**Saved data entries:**
mod config;

use std::net::SocketAddr;
use std::path::PathBuf;
use std::sync::Arc;

use axum::http::HeaderValue;
use tower_http::cors::{AllowOrigin, Any, CorsLayer};
use tower_http::trace::TraceLayer;
use tracing::{info, warn};

use funds_api::auth::{self, AppState, AppStateInner};
use funds_core::{FundsService, SystemClock};
use funds_db::Database;

use crate::config::Config;

const DEFAULT_LOG_FILTER: &str =
    "funds=debug,funds_api=debug,funds_core=debug,funds_db=debug,tower_http=debug";

#[tokio::main]
async fn main() -> anyhow::Result<()> {
    // Load .env if present
    let _ = dotenvy::dotenv();

    // Init logging
    tracing_subscriber::fmt()
        .with_env_filter(
            tracing_subscriber::EnvFilter::try_from_default_env()
                .unwrap_or_else(|_| DEFAULT_LOG_FILTER.into()),
        )
        .init();

    let config = Config::from_env()?;
    if config.jwt_secret == "dev-secret-change-me" {
        warn!("FUNDS_JWT_SECRET is not set; using the development secret");
    }

    // Init database
    let db = Arc::new(Database::open(&PathBuf::from(&config.db_path))?);
    auth::ensure_default_admin(
        &db,
        &config.admin_username,
        &config.admin_password,
        &config.admin_email,
    )?;

    // Shared state
    let funds = FundsService::new(db.clone(), Arc::new(SystemClock)).with_terms(config.terms);
    let app_state: AppState = Arc::new(AppStateInner {
        db,
        funds,
        jwt_secret: config.jwt_secret.clone(),
        token_ttl: config.token_ttl,
    });

    let origins = config
        .cors_origins
        .iter()
        .filter_map(|origin| match HeaderValue::from_str(origin) {
            Ok(value) => Some(value),
            Err(_) => {
                warn!("Ignoring invalid CORS origin '{}'", origin);
                None
            }
        })
        .collect::<Vec<_>>();

    let cors = CorsLayer::new()
        .allow_origin(AllowOrigin::list(origins))
        .allow_methods(Any)
        .allow_headers(Any);

    let app = funds_api::router(app_state)
        .layer(cors)
        .layer(TraceLayer::new_for_http());

    let addr: SocketAddr = format!("{}:{}", config.host, config.port).parse()?;
    info!(
        "Funds server listening on {} (monthly rate {}, maturity {} days)",
        addr, config.terms.monthly_rate, config.terms.maturity_days
    );

    let listener = tokio::net::TcpListener::bind(addr).await?;
    axum::serve(listener, app)
        .with_graceful_shutdown(shutdown_signal())
        .await?;

    info!("Funds server stopped");
    Ok(())
}

async fn shutdown_signal() {
    if let Err(e) = tokio::signal::ctrl_c().await {
        warn!("Failed to listen for shutdown signal: {}", e);
        std::future::pending::<()>().await;
    }
    info!("Shutdown signal received");
}
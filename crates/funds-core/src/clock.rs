use std::sync::Mutex;

use chrono::{DateTime, Duration, Utc};

/// Source of the current time for every time-dependent calculation.
pub trait Clock: Send + Sync {
    fn now(&self) -> DateTime<Utc>;
}

#[derive(Debug, Default, Clone, Copy)]
pub struct SystemClock;

impl Clock for SystemClock {
    fn now(&self) -> DateTime<Utc> {
        Utc::now()
    }
}

/// A clock that only moves when told to.
#[derive(Debug)]
pub struct FixedClock {
    now: Mutex<DateTime<Utc>>,
}

impl FixedClock {
    pub fn new(at: DateTime<Utc>) -> Self {
        Self { now: Mutex::new(at) }
    }

    pub fn set(&self, at: DateTime<Utc>) {
        *self.now.lock().unwrap_or_else(|e| e.into_inner()) = at;
    }

    pub fn advance(&self, by: Duration) {
        let mut now = self.now.lock().unwrap_or_else(|e| e.into_inner());
        *now += by;
    }
}

impl Clock for FixedClock {
    fn now(&self) -> DateTime<Utc> {
        *self.now.lock().unwrap_or_else(|e| e.into_inner())
    }
}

**Work required:**
The answer must consist of the lines from the one with "e.into_inner()) = at;" through the final line of the entries above, exactly as they are, and nothing else.

**Task result:**
        *self.now.lock().unwrap_or_else(|e| e.into_inner()) = at;
    }

    pub fn advance(&self, by: Duration) {
        let mut now = self.now.lock().unwrap_or_else(|e| e.into_inner());
        *now += by;
    }
}

impl Clock for FixedClock {
    fn now(&self) -> DateTime<Utc> {
        *self.now.lock().unwrap_or_else(|e| e.into_inner())
    }
}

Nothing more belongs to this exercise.